Guest columnist Lemy Coffin: A case for abolition in Northampton

  • Northampton Police Department GAZETTE FILE PHOTO

Published: 9/13/2022 7:09:51 PM
Modified: 9/13/2022 7:05:56 PM

When questions about policing in Northampton are raised, a common refrain appears: what does Minneapolis or Louisville have to do with the “progressive” police force of Northampton?

In reading recent work by Black feminists Andrea J. Ritchie and Mariame Kaba — I would argue that places like Northampton are a key piece of the puzzle in ending a system that has proven time and time again to fail to produce safety and continues to perpetrate violence.

In “No More Police: A Case for Abolition,” released Aug. 30, Kaba and Ritchie have made a clear and compelling argument for all communities to work toward police and prison abolition. They intertwine Black feminist theory with hard facts on the topic of policing, violence and safety that clearly demonstrate the ways policing as a public safety strategy has failed. They also outline the abolitionist strategies that offer communities a clear and careful path forward.

One concept they reference is “organized abandonment,” as a “concerted divestment from meeting basic needs of the populace while simultaneously promoting criminalization as a response to the fallout.” This social trend, Ritchie and Kaba argue, is what fuels ever-increasing police budgets and “ratchets up” criminalization and policing as a supposed solution when our communities face crisis. This is all in the face of many crises nationally: an ongoing global pandemic, an ever-persistent climate crisis, and a looming possible economic recession on the horizon.

This ratcheting up of criminalization in response to crisis comes with significant harm — harm through taking people away from their jobs and families through incarceration (thus often losing a return on investment on social services), harm through sexual and physical violence perpetrated by police, and harm through systematically underfunded community care networks such as schools, libraries, health care and more.

And so when I hear my neighbors, my city councilors, and my community talk about the Northampton Police Department as an exceptional and progressive police force, the question still remains for me: Is a $6 million budget for police in our community really the answer we want to historic and contemporary organized abandonment in western Mass?
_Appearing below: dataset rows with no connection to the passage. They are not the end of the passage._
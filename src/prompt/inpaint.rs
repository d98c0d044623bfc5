use serde::{Deserialize, Serialize};

/// Category of a masked, localized edit.
#[derive(Debug, Clone, Copy, PartialEq, Eq, Serialize, Deserialize)]
#[serde(rename_all = "snake_case")]
pub enum EditType {
    Material,
    Color,
    Shape,
    AddDetail,
}

impl EditType {
    #[cfg(test)]
    pub const ALL: [EditType; 4] = [EditType::Material, EditType::Color, EditType::Shape, EditType::AddDetail];

    fn task(&self) -> &'static str {
        match self {
            EditType::Material => "Modify the material of the selected masked area to match the user's instruction. \
                The new material should blend seamlessly with the surrounding areas, maintaining consistent lighting and shadows.",
            EditType::Color => "Change the color of the selected masked area to match the user's instruction. \
                The new color should appear natural and manufactured, not painted or digitally altered, with proper material interaction.",
            EditType::Shape => "Modify the shape of the selected masked area according to the user's instruction. \
                The modification should look like it was designed this way from the start, with natural transitions to surrounding areas.",
            EditType::AddDetail => "Add the specified detail to the selected masked area. \
                The new detail should appear as an original part of the product design, with appropriate material properties and lighting.",
        }
    }
}

const INTEGRATION_REQUIREMENTS: &str = "[INTEGRATION REQUIREMENTS]\n\
    - Maintain perfect consistency with the unmasked areas\n\
    - Match the existing lighting direction and intensity\n\
    - Preserve the same material properties and surface quality\n\
    - Ensure seamless blending at mask boundaries\n\
    - The edit should be undetectable - it should look original";

const INPAINT_QUALITY: &str = "[QUALITY]\n\
    High quality, seamless integration, professional product photography appearance.";

/// Localized-edit prompt. `instruction` is embedded verbatim.
pub fn build_inpaint_prompt(edit_type: EditType, instruction: &str) -> String {
    format!(
        "[INPAINTING TASK]\n{}\n\n[USER INSTRUCTION]\n{instruction}\n\n{INTEGRATION_REQUIREMENTS}\n\n{INPAINT_QUALITY}",
        edit_type.task()
    )
}

/// High-resolution regeneration prompt used in place of a native upscaler.
pub fn build_upscale_prompt(resolution: u32, transparent_background: bool) -> String {
    let mut prompt = format!(
        "Recreate this exact image at {resolution}x{resolution} resolution.\n\
         Maintain all details exactly as they are. High quality, sharp, professional."
    );
    if transparent_background {
        prompt.push_str("\nKeep the background fully transparent (alpha channel), with no background elements.");
    }
    prompt
}

#[cfg(test)]
mod tests {
    use super::*;

    #[test]
    fn inpaint_prompt_embeds_edit_phrase_and_instruction() {
        let cases = [
            (EditType::Material, "switch to brushed metal", "material of the selected masked area"),
            (EditType::Color, "make it red", "color of the selected masked area"),
            (EditType::Shape, "round the handle more", "shape of the selected masked area"),
            (EditType::AddDetail, "add a logo", "Add the specified detail"),
        ];

        for (edit_type, instruction, expected) in cases {
            let prompt = build_inpaint_prompt(edit_type, instruction);
            assert!(prompt.starts_with("[INPAINTING TASK]\n"));
            assert!(prompt.contains(expected), "{edit_type:?}");
            assert!(prompt.contains(&format!("[USER INSTRUCTION]\n{instruction}\n")));
            assert!(prompt.contains("[INTEGRATION REQUIREMENTS]"));
            assert!(prompt.contains("seamless"));
            assert!(prompt.ends_with("professional product photography appearance."));
        }
    }

    #[test]
    fn instruction_is_passed_through_untouched() {
        let instruction = "  {color} [QUALITY]\n손잡이를 더 둥글게 <b>now</b>  ";
        let prompt = build_inpaint_prompt(EditType::Shape, instruction);
        assert!(prompt.contains(instruction));
    }

    #[test]
    fn edit_types_deserialize_from_snake_case() {
        let parsed: Vec<EditType> =
            serde_json::from_str(r#"["material","color","shape","add_detail"]"#).unwrap();
        assert_eq!(parsed, EditType::ALL);
    }

    #[test]
    fn upscale_prompt_names_resolution_and_background() {
        let plain = build_upscale_prompt(2048, false);
        assert!(plain.starts_with("Recreate this exact image at 2048x2048 resolution.\nMaintain"));
        assert!(!plain.contains("alpha channel"));

        let transparent = build_upscale_prompt(4096, true);
        assert!(transparent.contains("4096x4096"));
        assert!(transparent.contains("alpha channel"));
    }
}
And has the $1.3 million increase in this budget since 2009 really made our community safer?

From colonialism to enslavement of Black people to the rise of policing and mass incarceration, when will we face the reality that policing is doing very little to solve social problems, all the while perpetrating violence daily?
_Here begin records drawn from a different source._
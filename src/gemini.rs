use std::time::Duration;

use async_trait::async_trait;
use base64::Engine;
use reqwest::Client;
use serde::Deserialize;
use serde_json::json;
use tracing::{error, info, warn};

use crate::provider::{ImageData, ImageProvider, ProviderError};

pub const DEFAULT_API_BASE: &str = "https://generativelanguage.googleapis.com/v1beta";
pub const DEFAULT_IMAGE_MODEL: &str = "gemini-2.5-flash-image";

// Helper function to truncate base64 data in JSON for cleaner logging
fn truncate_base64_in_json(value: &mut serde_json::Value) {
    match value {
        serde_json::Value::Object(map) => {
            for (key, val) in map.iter_mut() {
                if key == "data" {
                    if let serde_json::Value::String(s) = val {
                        if s.len() > 100 && s.chars().all(|c| c.is_alphanumeric() || c == '+' || c == '/' || c == '=') {
                            *val = serde_json::Value::String(format!("{}...[truncated {} chars]", &s[..50], s.len() - 50));
                        }
                    }
                } else {
                    truncate_base64_in_json(val);
                }
            }
        }
        serde_json::Value::Array(arr) => {
            for val in arr.iter_mut() {
                truncate_base64_in_json(val);
            }
        }
        _ => {}
    }
}

fn loggable(body: &serde_json::Value) -> String {
    let mut copy = body.clone();
    truncate_base64_in_json(&mut copy);
    serde_json::to_string_pretty(&copy).unwrap_or_default()
}

pub struct GeminiClient {
    client: Client,
    api_key: String,
    base_url: String,
    model: String,
}

impl GeminiClient {
    pub fn new(api_key: String, base_url: String, model: String) -> Self {
        let client = Client::builder()
            .timeout(Duration::from_secs(180))
            .build()
            .unwrap_or_else(|_| Client::new());
        Self {
            client,
            api_key,
            base_url: base_url.trim_end_matches('/').to_string(),
            model,
        }
    }

    fn request_body(prompt: &str, images: &[ImageData]) -> serde_json::Value {
        let mut parts = vec![json!({ "text": prompt })];
        parts.extend(images.iter().map(|image| {
            json!({
                "inlineData": {
                    "mimeType": image.mime_type,
                    "data": image.to_base64(),
                }
            })
        }));

        json!({
            "contents": [{ "parts": parts }],
            "generationConfig": {
                "responseModalities": ["TEXT", "IMAGE"],
                "candidateCount": 1
            }
        })
    }

    async fn perform_api_call(&self, prompt: &str, images: &[ImageData]) -> Result<ImageData, ProviderError> {
        let url = format!("{}/models/{}:generateContent?key={}", self.base_url, self.model, self.api_key);
        info!("🔗 Making request to: {}", url.replace(&self.api_key, "***"));

        let request_body = Self::request_body(prompt, images);
        info!("📤 Request body: {}", loggable(&request_body));

        let response = self
            .client
            .post(&url)
            .json(&request_body)
            .send()
            .await
            .map_err(|e| ProviderError::Http(e.to_string().replace(&self.api_key, "***")))?;

        let status = response.status();
        info!("📥 Response status: {}", status);

        if !status.is_success() {
            let error_body = response.text().await.unwrap_or_default();
            error!("❌ API Error response: {}", error_body);
            return Err(ProviderError::Api { status: status.as_u16(), body: error_body });
        }

        let response_text = response.text().await.map_err(|e| ProviderError::Http(e.to_string()))?;
        let parsed: GeminiResponse = serde_json::from_str(&response_text)
            .map_err(|e| ProviderError::Other(format!("parse error: {}", e)))?;

        if let Ok(value) = serde_json::from_str::<serde_json::Value>(&response_text) {
            info!("📥 Raw Gemini API response: {}", loggable(&value));
        }

        let texts = collect_texts(&parsed);
        match extract_first_image(&parsed) {
            Some(inline) => {
                let bytes = base64::engine::general_purpose::STANDARD
                    .decode(&inline.data)
                    .map_err(|e| ProviderError::Decode(e.to_string()))?;
                info!("🖼️ Extracted {} image from API response: {} bytes", inline.mime_type, bytes.len());
                Ok(ImageData::new(bytes, inline.mime_type.clone()))
            }
            None => {
                warn!("⚠️ No image data found in API response; model said: {}", texts.join(" "));
                Err(ProviderError::NoImage)
            }
        }
    }
}

#[async_trait]
impl ImageProvider for GeminiClient {
    fn name(&self) -> &str {
        &self.model
    }

    async fn render(&self, prompt: &str, images: &[ImageData]) -> Result<ImageData, ProviderError> {
        info!("Generating image with Gemini API ({} reference images)...", images.len());
        let result = self.perform_api_call(prompt, images).await;
        match &result {
            Ok(image) => info!("✅ Successfully generated image: {} bytes", image.bytes.len()),
            Err(e) => error!("❌ Failed to generate image: {}", e),
        }
        result
    }
}

// --- Response Parsing Helpers ---

#[derive(Debug, Deserialize)]
struct GeminiResponse {
    #[serde(default)]
    candidates: Vec<Candidate>,
}

#[derive(Debug, Deserialize)]
struct Candidate { #[serde(default)] content: Content }

#[derive(Debug, Deserialize, Default)]
struct Content { #[serde(default)] parts: Vec<Part> }

#[derive(Debug, Deserialize)]
#[serde(untagged)]
enum Part {
    Inline {
        #[serde(rename = "inlineData")]
        inline_data: InlineData
    },
    Text { text: String },
    Other(serde_json::Value)
}

#[derive(Debug, Deserialize)]
struct InlineData {
    data: String,
    #[serde(rename = "mimeType")]
    mime_type: String,
}

fn extract_first_image(resp: &GeminiResponse) -> Option<&InlineData> {
    resp.candidates
        .iter()
        .flat_map(|c| c.content.parts.iter())
        .find_map(|p| match p {
            Part::Inline { inline_data } => Some(inline_data),
            _ => None,
        })
}

fn collect_texts(resp: &GeminiResponse) -> Vec<&str> {
    resp.candidates
        .iter()
        .flat_map(|c| c.content.parts.iter())
        .filter_map(|p| match p {
            Part::Text { text } => Some(text.as_str()),
            _ => None,
        })
        .collect()
}

#[cfg(test)]
mod tests {
    use super::*;
    use axum::{extract::Path, http::StatusCode, routing::post, Json, Router};
    use pretty_assertions::assert_eq;
    use std::sync::Arc;

    #[test]
    fn request_puts_prompt_before_images() {
        let images = [
            ImageData::new(vec![1u8, 2, 3], "image/png"),
            ImageData::new(vec![4u8, 5, 6], "image/jpeg"),
        ];
        let body = GeminiClient::request_body("make a mug", &images);
        let parts = body["contents"][0]["parts"].as_array().unwrap();

        assert_eq!(parts.len(), 3);
        assert_eq!(parts[0]["text"], "make a mug");
        assert_eq!(parts[1]["inlineData"]["mimeType"], "image/png");
        assert_eq!(parts[1]["inlineData"]["data"], "AQID");
        assert_eq!(parts[2]["inlineData"]["mimeType"], "image/jpeg");
        assert_eq!(body["generationConfig"]["responseModalities"], json!(["TEXT", "IMAGE"]));
    }

    #[test]
    fn long_base64_is_truncated_for_logs() {
        let mut value = json!({ "parts": [{ "inlineData": { "data": "A".repeat(500), "mimeType": "image/png" } }] });
        truncate_base64_in_json(&mut value);
        let data = value["parts"][0]["inlineData"]["data"].as_str().unwrap();
        assert!(data.ends_with("...[truncated 450 chars]"));
        assert_eq!(value["parts"][0]["inlineData"]["mimeType"], "image/png");
    }

    #[test]
    fn response_parts_are_classified() {
        let parsed: GeminiResponse = serde_json::from_value(json!({
            "candidates": [{ "content": { "parts": [
                { "text": "Here is your mockup." },
                { "inlineData": { "mimeType": "image/png", "data": "AQID" } },
                { "thoughtSignature": "xyz" }
            ]}}]
        }))
        .unwrap();

        assert_eq!(collect_texts(&parsed), vec!["Here is your mockup."]);
        assert_eq!(extract_first_image(&parsed).map(|i| i.data.as_str()), Some("AQID"));
    }

    async fn spawn_mock(reply: serde_json::Value, status: StatusCode) -> String {
        let reply = Arc::new(reply);
        let app = Router::new().route(
            "/models/:call",
            post(move |Path(call): Path<String>, Json(body): Json<serde_json::Value>| {
                let reply = reply.clone();
                async move {
                    assert_eq!(call, "test-model:generateContent");
                    assert_eq!(body["contents"][0]["parts"][0]["text"], "prompt");
                    (status, Json((*reply).clone()))
                }
            }),
        );
        let listener = tokio::net::TcpListener::bind("127.0.0.1:0").await.unwrap();
        let addr = listener.local_addr().unwrap();
        tokio::spawn(async move {
            axum::serve(listener, app).await.unwrap();
        });
        format!("http://{addr}")
    }

    #[tokio::test]
    async fn render_decodes_inline_image() {
        let base = spawn_mock(
            json!({ "candidates": [{ "content": { "parts": [
                { "inlineData": { "mimeType": "image/png", "data": "AQID" } }
            ]}}]}),
            StatusCode::OK,
        )
        .await;
        let client = GeminiClient::new("secret".into(), base, "test-model".into());

        let image = client.render("prompt", &[]).await.unwrap();
        assert_eq!(image.bytes.as_ref(), &[1u8, 2, 3]);
        assert_eq!(image.mime_type, "image/png");
    }

    #[tokio::test]
    async fn render_reports_missing_image_and_api_errors() {
        let text_only = spawn_mock(
            json!({ "candidates": [{ "content": { "parts": [{ "text": "I cannot do that." }] }}]}),
            StatusCode::OK,
        )
        .await;
        let client = GeminiClient::new("secret".into(), text_only, "test-model".into());
        assert!(matches!(client.render("prompt", &[]).await, Err(ProviderError::NoImage)));

        let failing = spawn_mock(json!({ "error": { "message": "quota" } }), StatusCode::TOO_MANY_REQUESTS).await;
        let client = GeminiClient::new("secret".into(), failing, "test-model".into());
        match client.render("prompt", &[]).await {
            Err(ProviderError::Api { status, body }) => {
                assert_eq!(status, 429);
                assert!(body.contains("quota"));
            }
            other => panic!("unexpected result: {other:?}"),
        }
    }
}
Throughout their new book, and highlighted in a recent interview with the Guardian, Kaba and Ritchie recall some harrowing statistics:

“Less than 5% of the 10 million arrests each year are for incidents classified as ‘violent crime.’ Police typically arrive after harm has occurred, and solve 20-25% of ‘serious crimes.’ Research suggests that there is no relationship between the number of police and crime rates, and that higher incarceration levels do not correspond to reduced violence.”

Despite these statistics and many more, politicians and police departments are doubling down on selling policing as a cornerstone of social stability. From President Biden’s new “Safe America Plan,” to local politicians routinely denouncing Northampton Abolition Now, somehow we are continuing to ignore the poor outcomes and systemic violence of policing, all while treating those who challenge the system of policing as a threat to our social fabric.

We have heard refrains from Northampton Police Chief Jody Kasper lamenting the waning morale and retention of Northampton police officers. This ignores the risks of having our supposed “public safety” carefully cradled in the egos of public employees. We have seen pictures of police meeting with children, or donating coats to Manna kitchen on Facebook. This ignores the fact that police officers may get paid double or triple what many staff and teachers make in publicly funded schools and social services (depending on how you calculate overtime of these professions).

We see ongoing “officer friendly” rhetoric coming from the Northampton Police Department, and a steadfast municipal bankrolling of a debunked logic of public safety. So-called “progressive policing” touts that safety can be obtained by an ongoing commitment to community relations; it chases trust in police as the elusive missing piece to social harmony.

And while it is to be expected that the police are invested in keeping their approaches to public safety afloat, unfortunately the mayor and the City Council have made no commitments to divesting from policing as a public safety strategy either. We see the mayor, backed by many city councilors, sign a five-year contract for new dash cameras, touting “accountability” and a need for our police force to have working equipment. This ignored the fact that dash camera footage has little to no proven outcomes in increasing safety in communities, especially when compared to other strategies. This also ignored dash camera footage’s significant role in increasing evidence for minor offenses, which in turn fuels mass incarceration.

And so, the future looks grim in Northampton for our role in the exponential increase of funding for policing and incarceration locally and nationally.

More questions arise: Where is Northampton positioned in a social landscape of organized abandonment stemming from structural and environmental racism? And because some of us are less so survivors and more beneficiaries of organized abandonment — as white, as middle or owning class — does that absolve us from the moral responsibility to divest from policing? Even if our police force is supposedly “progressive?”

Or does it make it all the more important that we heed the call of prominent Black feminists and wholeheartedly commit to defunding the police?

Lemy Coffin lives in Northampton and is a member of Northampton Abolition Now.